▶ _REQUIRED WORK_:
Check every line of the records below for the string "Isometry" and copy the ones that have it.

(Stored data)
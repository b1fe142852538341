use carom3d::dynamics::{
    ActivationState, DiscreteDynamicsWorld, RigidBody, RigidBodyConstructionInfo,
};
use carom3d::math::{Isometry, Point, Vector};
use carom3d::shape::SharedShape;

const DT: f32 = 1.0 / 60.0;

#[test]
fn resting_body_falls_asleep() {
    let mut world = DiscreteDynamicsWorld::default();
    let handle = world.add_rigid_body(RigidBody::new(RigidBodyConstructionInfo::from_shape(
        1.0,
        SharedShape::ball(0.5),
    )));

    // Two seconds at rest is not enough yet.
    for _ in 0..100 {
        let _ = world.step_simulation(DT, 1, DT);
    }
    assert!(world.bodies()[handle].is_active());

    for _ in 0..60 {
        let _ = world.step_simulation(DT, 1, DT);
    }
    assert_eq!(
        world.bodies()[handle].activation_state(),
        ActivationState::IslandSleeping
    );

    world.bodies_mut()[handle].activate(false);
    assert_eq!(world.bodies()[handle].activation_state(), ActivationState::Active);
    assert_eq!(world.bodies()[handle].deactivation_time(), 0.0);
}

#[test]
fn disabled_deactivation_keeps_bodies_awake() {
    let mut world = DiscreteDynamicsWorld::default();
    let handle = world.add_rigid_body(RigidBody::new(RigidBodyConstructionInfo::from_shape(
        1.0,
        SharedShape::ball(0.5),
    )));
    world.bodies_mut()[handle].force_activation_state(ActivationState::DisableDeactivation);

    for _ in 0..300 {
        let _ = world.step_simulation(DT, 1, DT);
    }

    assert_eq!(
        world.bodies()[handle].activation_state(),
        ActivationState::DisableDeactivation
    );

    // Forced states are not overridden.
    world.bodies_mut()[handle].set_activation_state(ActivationState::IslandSleeping);
    assert_eq!(
        world.bodies()[handle].activation_state(),
        ActivationState::DisableDeactivation
    );
}

#[test]
fn ball_settles_on_the_ground() {
    let mut world = DiscreteDynamicsWorld::default();
    world.set_gravity(Vector::new(0.0, -10.0, 0.0));

    let ground = world.add_rigid_body(RigidBody::new(
        RigidBodyConstructionInfo::from_shape(0.0, SharedShape::cuboid(10.0, 0.5, 10.0))
            .with_transform(Isometry::translation(0.0, -0.5, 0.0)),
    ));
    let ball = world.add_rigid_body(RigidBody::new(
        RigidBodyConstructionInfo::from_shape(1.0, SharedShape::ball(0.5))
            .with_transform(Isometry::translation(0.0, 0.6, 0.0)),
    ));

    for _ in 0..600 {
        let _ = world.step_simulation(DT, 1, DT);
    }

    let bodies = world.bodies();
    assert!(bodies[ball].center_of_mass_position().y > 0.3);
    assert!(bodies[ball].center_of_mass_position().y < 0.7);
    assert_eq!(bodies[ball].activation_state(), ActivationState::IslandSleeping);
    assert_relative_eq!(bodies[ground].center_of_mass_position().y, -0.5);
}

#[test]
fn static_bodies_are_not_integrated() {
    let mut world = DiscreteDynamicsWorld::default();
    world.set_gravity(Vector::new(0.0, -10.0, 0.0));

    let mut body = RigidBody::new(RigidBodyConstructionInfo::from_shape(
        0.0,
        SharedShape::cuboid(1.0, 1.0, 1.0),
    ));
    assert!(body.is_static());
    assert_eq!(body.inv_mass(), 0.0);
    assert_eq!(*body.inv_inertia_local(), Vector::zeros());

    body.set_linvel(Vector::new(1.0, 2.0, 3.0));
    body.apply_central_force(&Vector::new(0.0, 100.0, 0.0));
    body.integrate_velocities(DT);
    assert_eq!(*body.linvel(), Vector::new(1.0, 2.0, 3.0));
    body.clear_forces();
    body.set_linvel(Vector::zeros());

    let handle = world.add_rigid_body(body);
    assert_eq!(world.bodies()[handle].gravity(), Vector::zeros());

    for _ in 0..10 {
        let _ = world.step_simulation(DT, 1, DT);
    }
    assert_eq!(world.bodies()[handle].center_of_mass_position(), Point::origin());
}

▶ _EXERCISE RESPONSE_:
use carom3d::math::{Isometry, Point, Vector};
            .with_transform(Isometry::translation(0.0, -0.5, 0.0)),
            .with_transform(Isometry::translation(0.0, 0.6, 0.0)),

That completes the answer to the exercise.